Task statement: Locate all lines in the data below that hold "trim" and show them.

Dataset extract Start Marker

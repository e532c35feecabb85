//! AI analysis provider trait.

use crate::types::analysis::{Analysis, Request};
use crate::Error;
use async_trait::async_trait;

/// Abstraction for LLM-powered meeting transcript analysis.
///
/// Implementations turn a transcript into a summary, topics, key points, action items,
/// inferred speaker names and a long-form meeting document.
#[async_trait]
pub trait Provider: Send + Sync {
    /// Analyze the transcript described by `request`.
    ///
    /// A malformed model response is not an error: implementations fall back to a
    /// summary-only [`Analysis`] so a finished transcription is never thrown away.
    async fn analyze(&self, request: Request) -> Result<Analysis, Error>;
}
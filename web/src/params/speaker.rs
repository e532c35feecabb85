use serde::Deserialize;
use utoipa::ToSchema;

/// New label for a speaker. An empty or missing label resets it to `Speaker N`.
#[derive(Debug, Deserialize, ToSchema)]
pub struct UpdateParams {
    pub label: Option<String>,
}

impl UpdateParams {
    pub fn into_label(self) -> Option<String> {
        self.label
            .map(|label| label.trim().to_owned())
            .filter(|label| !label.is_empty())
    }
}
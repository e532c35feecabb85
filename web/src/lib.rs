use axum::http::{
    header::{ACCEPT, AUTHORIZATION, CONTENT_TYPE, RETRY_AFTER},
    HeaderName, HeaderValue, Method,
};
use axum_login::{
    tower_sessions::{Expiry, SessionManagerLayer},
    AuthManagerLayerBuilder,
};
use domain::rate_limit::{FixedWindowRateLimiter, RateLimiter};
use domain::user::Backend;
use log::*;
use sea_orm::DatabaseConnection;
use service::config::{ApiVersion, Config};
use std::io;
use std::sync::Arc;
use std::time::Duration;
use time::Duration as SessionDuration;
use tokio::net::TcpListener;
use tower_http::cors::CorsLayer;
use tower_sessions_sqlx_store::PostgresStore;

mod controller;
mod error;
mod extractors;
mod middleware;
mod params;
mod protect;
mod router;

pub use self::error::{Error, Result};

/// Request handler state: the shared service state plus the admission limiters.
#[derive(Clone)]
pub struct AppState {
    pub service_state: service::AppState,
    pub processing_limiter: Arc<dyn RateLimiter>,
    pub upload_limiter: Arc<dyn RateLimiter>,
}

impl AppState {
    /// Wraps `service_state` with in-memory fixed-window limiters sized from its config.
    pub fn new(service_state: service::AppState) -> Self {
        let config = &service_state.config;
        let processing_limiter = Arc::new(FixedWindowRateLimiter::new(
            config.processing_rate_limit,
            Duration::from_secs(config.processing_rate_window_secs),
        ));
        let upload_limiter = Arc::new(FixedWindowRateLimiter::new(
            config.upload_rate_limit,
            Duration::from_secs(config.upload_rate_window_secs),
        ));

        Self {
            service_state,
            processing_limiter,
            upload_limiter,
        }
    }

    pub fn db_conn_ref(&self) -> &DatabaseConnection {
        self.service_state.db_conn_ref()
    }

    pub fn db_conn(&self) -> Arc<DatabaseConnection> {
        Arc::clone(&self.service_state.database_connection)
    }

    pub fn config(&self) -> &Config {
        &self.service_state.config
    }
}

pub async fn init_server(app_state: AppState) -> io::Result<()> {
    let config = app_state.config().clone();

    // Sessions live next to the application tables
    let session_store = PostgresStore::new(
        app_state
            .db_conn_ref()
            .get_postgres_connection_pool()
            .to_owned(),
    )
    .with_schema_name(service::DB_SCHEMA)
    .map_err(io::Error::other)?
    .with_table_name("authorized_sessions")
    .map_err(io::Error::other)?;

    session_store.migrate().await.map_err(io::Error::other)?;

    let session_layer = SessionManagerLayer::new(session_store)
        .with_secure(config.is_production())
        .with_expiry(Expiry::OnInactivity(SessionDuration::seconds(
            config.backend_session_expiry_seconds as i64,
        )));

    let backend = Backend::new(&app_state.service_state.database_connection);
    let auth_layer = AuthManagerLayerBuilder::new(backend, session_layer).build();

    let interface = config.interface.as_deref().unwrap_or("127.0.0.1");
    let server_url = format!("{interface}:{}", config.port);
    let listener = TcpListener::bind(&server_url).await?;

    info!("Server starting... listening for connections on http://{server_url}");

    let allowed_origins: Vec<HeaderValue> = config
        .allowed_origins
        .iter()
        .filter_map(|origin| match origin.parse() {
            Ok(value) => Some(value),
            Err(_) => {
                warn!("Ignoring invalid CORS origin {origin:?}");
                None
            }
        })
        .collect();

    let cors_layer = CorsLayer::new()
        .allow_methods([Method::DELETE, Method::GET, Method::POST, Method::PUT])
        .allow_credentials(true)
        .allow_headers([
            AUTHORIZATION,
            ACCEPT,
            CONTENT_TYPE,
            HeaderName::from_static(ApiVersion::field_name()),
        ])
        .expose_headers([RETRY_AFTER])
        .allow_origin(allowed_origins);

    axum::serve(
        listener,
        router::define_routes(app_state)
            .layer(cors_layer)
            .layer(auth_layer)
            .into_make_service(),
    )
    .await
}
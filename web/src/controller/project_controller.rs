use crate::controller::ApiResponse;
use crate::extractors::{
    authenticated_user::AuthenticatedUser, compare_api_version::CompareApiVersion,
};
use crate::{AppState, Error};
use axum::extract::{Path, State};
use axum::http::StatusCode;
use axum::response::IntoResponse;
use axum::Json;
use domain::project as ProjectApi;
use domain::{projects::Model, Id};
use service::config::ApiVersion;

use log::*;

/// POST create a new Project
#[utoipa::path(
    post,
    path = "/projects",
    params(ApiVersion),
    request_body = domain::projects::Model,
    responses(
        (status = 201, description = "Successfully created a new Project", body = [domain::projects::Model]),
        (status = 401, description = "Unauthorized"),
        (status = 409, description = "A Project with this name already exists"),
        (status = 422, description = "Unprocessable Entity"),
    ),
    security(
        ("cookie_auth" = [])
    )
)]
pub async fn create(
    CompareApiVersion(_v): CompareApiVersion,
    AuthenticatedUser(user): AuthenticatedUser,
    State(app_state): State<AppState>,
    Json(project_model): Json<Model>,
) -> Result<impl IntoResponse, Error> {
    debug!("POST Create a new Project from: {project_model:?}");

    let project = ProjectApi::create(app_state.db_conn_ref(), user.id, project_model).await?;

    debug!("New Project: {project:?}");

    Ok(Json(ApiResponse::new(StatusCode::CREATED.into(), project)))
}

/// GET all Projects of the authenticated user
#[utoipa::path(
    get,
    path = "/projects",
    params(ApiVersion),
    responses(
        (status = 200, description = "Successfully retrieved all Projects", body = [domain::projects::Model]),
        (status = 401, description = "Unauthorized"),
    ),
    security(
        ("cookie_auth" = [])
    )
)]
pub async fn index(
    CompareApiVersion(_v): CompareApiVersion,
    AuthenticatedUser(user): AuthenticatedUser,
    State(app_state): State<AppState>,
) -> Result<impl IntoResponse, Error> {
    debug!("GET all Projects");

    let projects = ProjectApi::find_by_user(app_state.db_conn_ref(), user.id).await?;

    Ok(Json(ApiResponse::new(StatusCode::OK.into(), projects)))
}

#[utoipa::path(
    put,
    path = "/projects/{id}",
    params(
        ApiVersion,
        ("id" = Uuid, Path, description = "Id of the Project to update"),
    ),
    request_body = domain::projects::Model,
    responses(
        (status = 200, description = "Successfully updated a Project", body = [domain::projects::Model]),
        (status = 401, description = "Unauthorized"),
        (status = 404, description = "Project not found"),
        (status = 409, description = "A Project with this name already exists"),
    ),
    security(
        ("cookie_auth" = [])
    )
)]
pub async fn update(
    CompareApiVersion(_v): CompareApiVersion,
    AuthenticatedUser(user): AuthenticatedUser,
    State(app_state): State<AppState>,
    Path(id): Path<Id>,
    Json(project_model): Json<Model>,
) -> Result<impl IntoResponse, Error> {
    debug!("PUT Update Project with id: {id}");

    let project = ProjectApi::update(app_state.db_conn_ref(), user.id, id, project_model).await?;

    debug!("Updated Project: {project:?}");

    Ok(Json(ApiResponse::new(StatusCode::OK.into(), project)))
}

/// DELETE a Project. Its Meetings are kept and become unassigned.
#[utoipa::path(
    delete,
    path = "/projects/{id}",
    params(
        ApiVersion,
        ("id" = Uuid, Path, description = "Id of the Project to delete"),
    ),
    responses(
        (status = 204, description = "Successfully deleted a Project"),
        (status = 401, description = "Unauthorized"),
        (status = 404, description = "Project not found"),
    ),
    security(
        ("cookie_auth" = [])
    )
)]
pub async fn delete(
    CompareApiVersion(_v): CompareApiVersion,
    AuthenticatedUser(user): AuthenticatedUser,
    State(app_state): State<AppState>,
    Path(id): Path<Id>,
) -> Result<impl IntoResponse, Error> {
    debug!("DELETE Project by id: {id}");

    ProjectApi::delete(app_state.db_conn_ref(), user.id, id).await?;

    Ok(Json(ApiResponse::<()>::no_content(
        StatusCode::NO_CONTENT.into(),
    )))
}
use crate::controller::ApiResponse;
use crate::error::{Error as WebError, Result as WebResult};
use axum::{http::StatusCode, response::IntoResponse, Form, Json};
use domain::error::{DomainErrorKind, EntityErrorKind, Error as DomainError, InternalErrorKind};
use domain::user::{AuthSession, Credentials};
use log::*;
use serde_json::json;

fn unauthenticated(source: Option<Box<dyn std::error::Error + Send + Sync>>) -> WebError {
    WebError::from(DomainError {
        source,
        error_kind: DomainErrorKind::Internal(InternalErrorKind::Entity(
            EntityErrorKind::Unauthenticated,
        )),
    })
}

/// Logs the user into the platform and returns a new session cookie.
///
/// Successful login will return a session cookie with id, e.g.:
/// set-cookie: id=07bbbe54-bd35-425f-8e63-618a8d8612df; HttpOnly; SameSite=Strict; Path=/; Max-Age=86399
///
/// After logging in successfully, you must pass the session id back to the server for
/// every API call, e.g.:
/// curl -v --header "Cookie: id=07bbbe54-bd35-425f-8e63-618a8d8612df" --request GET http://localhost:4000/meetings
#[utoipa::path(
    post,
    path = "/login",
    request_body(content = domain::user::Credentials, content_type = "application/x-www-form-urlencoded"),
    responses(
        (status = 200, description = "Logs in and returns session authentication cookie"),
        (status = 401, description = "Unauthorized"),
        (status = 405, description = "Method not allowed"),
        (status = 503, description = "Service temporarily unavailable")
    )
)]
pub async fn login(
    mut auth_session: AuthSession,
    Form(creds): Form<Credentials>,
) -> WebResult<impl IntoResponse> {
    let user = match auth_session.authenticate(creds.clone()).await {
        Ok(Some(user)) => user,
        Ok(None) => {
            warn!("Authentication failed, invalid user: {:?}", creds.email);
            return Err(unauthenticated(None));
        }
        Err(auth_error) => {
            // Wrong passwords surface here as RecordUnauthenticated
            error!("Authentication failed with error: {auth_error:?}");
            return Err(unauthenticated(Some(Box::new(auth_error))));
        }
    };

    if let Err(login_error) = auth_session.login(&user).await {
        warn!("Session login failed: {login_error:?}");
        return Err(WebError::from(DomainError {
            source: Some(Box::new(login_error)),
            error_kind: DomainErrorKind::Internal(InternalErrorKind::Other(
                "Session login failed".to_string(),
            )),
        }));
    }

    let user_session_json = json!({
            "id": user.id,
            "email": user.email,
            "display_name": user.display_name,
    });

    debug!("user_session_json: {user_session_json}");

    Ok(Json(ApiResponse::new(
        StatusCode::OK.into(),
        user_session_json,
    )))
}

/// Logs the user out of the platform by destroying their session.
/// Test this with curl: curl -v \
/// --header "Cookie: id=07bbbe54-bd35-425f-8e63-618a8d8612df" \
/// --request DELETE http://localhost:4000/delete
#[utoipa::path(
delete,
path = "/delete",
responses(
    (status = 200, description = "Successfully logged out"),
    (status = 401, description = "Unauthorized"),
    (status = 405, description = "Method not allowed"),
    (status = 503, description = "Service temporarily unavailable")
),
security(
    ("cookie_auth" = [])
)
)]
pub async fn delete(mut auth_session: AuthSession) -> impl IntoResponse {
    trace!("UserSessionController::delete()");
    match auth_session.logout().await {
        Ok(_) => StatusCode::OK.into_response(),
        Err(_) => StatusCode::INTERNAL_SERVER_ERROR.into_response(),
    }
}
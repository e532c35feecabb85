use super::error::Error;
use entity::analyses::{Column, Entity, Model};
use entity::Id;
use sea_orm::{entity::prelude::*, DatabaseConnection};

pub async fn find_by_meeting_id(
    db: &DatabaseConnection,
    meeting_id: Id,
) -> Result<Option<Model>, Error> {
    Ok(Entity::find()
        .filter(Column::MeetingId.eq(meeting_id))
        .one(db)
        .await?)
}
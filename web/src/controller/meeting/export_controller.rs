use crate::extractors::{
    authenticated_user::AuthenticatedUser, compare_api_version::CompareApiVersion,
};
use crate::params::export::ExportParams;
use crate::{AppState, Error};
use axum::extract::{Path, Query, State};
use axum::http::header;
use axum::response::IntoResponse;
use domain::export::ExportDocument;
use domain::meeting as MeetingApi;
use domain::Id;
use service::config::ApiVersion;

use log::*;

/// GET a Meeting rendered as a downloadable Markdown or HTML document
#[utoipa::path(
    get,
    path = "/meetings/{id}/export",
    params(
        ApiVersion,
        ("id" = Uuid, Path, description = "Id of the Meeting to export"),
        ExportParams,
    ),
    responses(
        (status = 200, description = "The rendered document", body = String, content_type = "text/markdown"),
        (status = 401, description = "Unauthorized"),
        (status = 403, description = "Forbidden"),
        (status = 404, description = "Meeting not found"),
    ),
    security(
        ("cookie_auth" = [])
    )
)]
pub async fn read(
    CompareApiVersion(_v): CompareApiVersion,
    AuthenticatedUser(user): AuthenticatedUser,
    State(app_state): State<AppState>,
    Path(id): Path<Id>,
    Query(params): Query<ExportParams>,
) -> Result<impl IntoResponse, Error> {
    let format = params.format.unwrap_or_default();
    debug!("GET Export of Meeting {id} as {format:?}");

    let meeting = MeetingApi::find_by_id_for_user(app_state.db_conn_ref(), user.id, id).await?;
    let document = ExportDocument::load(app_state.db_conn_ref(), meeting).await?;

    let content_disposition = format!("attachment; filename=\"{}\"", document.filename(format));

    Ok((
        [
            (header::CONTENT_TYPE, format.content_type().to_owned()),
            (header::CONTENT_DISPOSITION, content_disposition),
        ],
        document.render(format),
    ))
}
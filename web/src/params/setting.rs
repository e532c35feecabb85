use serde::Deserialize;
use utoipa::ToSchema;

#[derive(Debug, Deserialize, ToSchema)]
pub struct UpdateParams {
    /// The plain text API key. It is encrypted before it is stored.
    pub value: String,
}
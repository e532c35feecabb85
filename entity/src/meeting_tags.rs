//! Join table between meetings and tags.

use crate::Id;
use sea_orm::entity::prelude::*;
use serde::{Deserialize, Serialize};

#[derive(Clone, Debug, PartialEq, Eq, DeriveEntityModel, Serialize, Deserialize)]
#[sea_orm(schema_name = "meeting_notes", table_name = "meeting_tags")]
pub struct Model {
    #[sea_orm(primary_key, auto_increment = false)]
    pub meeting_id: Id,

    #[sea_orm(primary_key, auto_increment = false)]
    pub tag_id: Id,
}

#[derive(Copy, Clone, Debug, EnumIter, DeriveRelation)]
pub enum Relation {
    #[sea_orm(
        belongs_to = "super::meetings::Entity",
        from = "Column::MeetingId",
        to = "super::meetings::Column::Id",
        on_update = "NoAction",
        on_delete = "Cascade"
    )]
    Meetings,

    #[sea_orm(
        belongs_to = "super::tags::Entity",
        from = "Column::TagId",
        to = "super::tags::Column::Id",
        on_update = "NoAction",
        on_delete = "Cascade"
    )]
    Tags,
}

impl Related<super::meetings::Entity> for Entity {
    fn to() -> RelationDef {
        Relation::Meetings.def()
    }
}

impl Related<super::tags::Entity> for Entity {
    fn to() -> RelationDef {
        Relation::Tags.def()
    }
}

impl ActiveModelBehavior for ActiveModel {}
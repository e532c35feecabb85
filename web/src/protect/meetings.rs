use crate::protect::{authorize, Predicate, UserOwnsMeeting};
use crate::{extractors::authenticated_user::AuthenticatedUser, AppState};
use axum::{
    extract::{Path, Request, State},
    middleware::Next,
    response::IntoResponse,
};
use domain::Id;
use serde::Deserialize;

#[derive(Debug, Deserialize)]
pub(crate) struct MeetingPath {
    id: Id,
}

/// Checks that the meeting referenced by the `:id` path segment exists and belongs to
/// the authenticated user. Other path segments, ex. `:speaker_id`, are ignored.
///  Intended to be given to axum::middleware::from_fn_with_state in the router
pub(crate) async fn owner(
    State(app_state): State<AppState>,
    AuthenticatedUser(user): AuthenticatedUser,
    Path(path): Path<MeetingPath>,
    request: Request,
    next: Next,
) -> impl IntoResponse {
    let checks = vec![Predicate::new(UserOwnsMeeting, vec![path.id])];
    authorize(&app_state, user, request, next, checks).await
}
//! Prompt construction for transcript analysis.

use crate::types::analysis::Request;

const RESPONSE_SCHEMA: &str = r#"{
  "summary": "A concise narrative summary of the meeting (2-4 paragraphs)",
  "topics": [
    {"title": "Topic title", "description": "What was discussed", "importance": 3}
  ],
  "keyPoints": [
    {"point": "An important statement or decision", "context": "Optional context", "speaker": "Optional speaker name or label"}
  ],
  "actionItems": [
    {"item": "What needs to be done", "assignee": "Optional person responsible", "priority": "high | medium | low"}
  ],
  "speakerNames": [
    {"speakerIndex": 0, "name": "Name of the person speaking as Speaker 0"}
  ],
  "meetingDocument": "A well structured Markdown document covering the whole meeting"
}"#;

/// Builds the single prompt sent to the analysis model.
pub fn build_analysis_prompt(request: &Request) -> String {
    let mut prompt = String::new();

    prompt.push_str(
        "You are an assistant that analyzes meeting transcripts. \
         Each transcript line is prefixed with the speaker, for example `[Speaker 0]:`.\n\n",
    );
    prompt.push_str(&format!(
        "Write every part of your answer in {} ({}).\n\n",
        request.language.name(),
        request.language.code()
    ));

    prompt.push_str("Instructions:\n");
    prompt.push_str(
        "- Extract ALL relevant topics, key points and action items. Do not limit the \
         number of entries; include everything of substance.\n",
    );
    prompt.push_str("- Rate each topic's importance from 1 (minor) to 5 (central).\n");
    prompt.push_str(
        "- Give every action item a priority of high, medium or low, and an assignee \
         only when one is stated in the meeting.\n",
    );
    prompt.push_str(
        "- Only fill speakerNames when a speaker explicitly introduces themselves or is \
         directly addressed by name. Never guess a name. Omit speakers you cannot \
         identify.\n",
    );

    if let Some(instructions) = request
        .custom_instructions
        .as_deref()
        .map(str::trim)
        .filter(|i| !i.is_empty())
    {
        prompt.push_str(&format!(
            "\nAdditional instructions from the user:\n{instructions}\n"
        ));
    }

    prompt.push_str(
        "\nRespond with exactly one JSON object and nothing else, using this structure:\n",
    );
    prompt.push_str(RESPONSE_SCHEMA);
    prompt.push_str("\n\nTranscript:\n");
    prompt.push_str(&request.transcript_text);
    prompt.push('\n');

    prompt
}

#[cfg(test)]
mod tests {
    use super::*;
    use entity::language::Language;

    fn request(custom_instructions: Option<&str>) -> Request {
        Request {
            transcript_text: "[Speaker 0]: Guten Morgen.".to_string(),
            language: Language::De,
            custom_instructions: custom_instructions.map(str::to_string),
        }
    }

    #[test]
    fn prompt_names_the_target_language_and_includes_the_transcript() {
        let prompt = build_analysis_prompt(&request(None));
        assert!(prompt.contains("German (de)"));
        assert!(prompt.contains("[Speaker 0]: Guten Morgen."));
        assert!(prompt.contains("\"speakerNames\""));
        assert!(!prompt.contains("Additional instructions"));
    }

    #[test]
    fn prompt_includes_custom_instructions_when_present() {
        let prompt = build_analysis_prompt(&request(Some("Focus on hiring decisions")));
        assert!(prompt.contains("Additional instructions from the user:\nFocus on hiring decisions"));
    }

    #[test]
    fn blank_custom_instructions_are_ignored() {
        let prompt = build_analysis_prompt(&request(Some("   ")));
        assert!(!prompt.contains("Additional instructions"));
    }
}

Dataset extract End Marker

Task solution:
            .map(|label| label.trim().to_owned())
        .map(str::trim)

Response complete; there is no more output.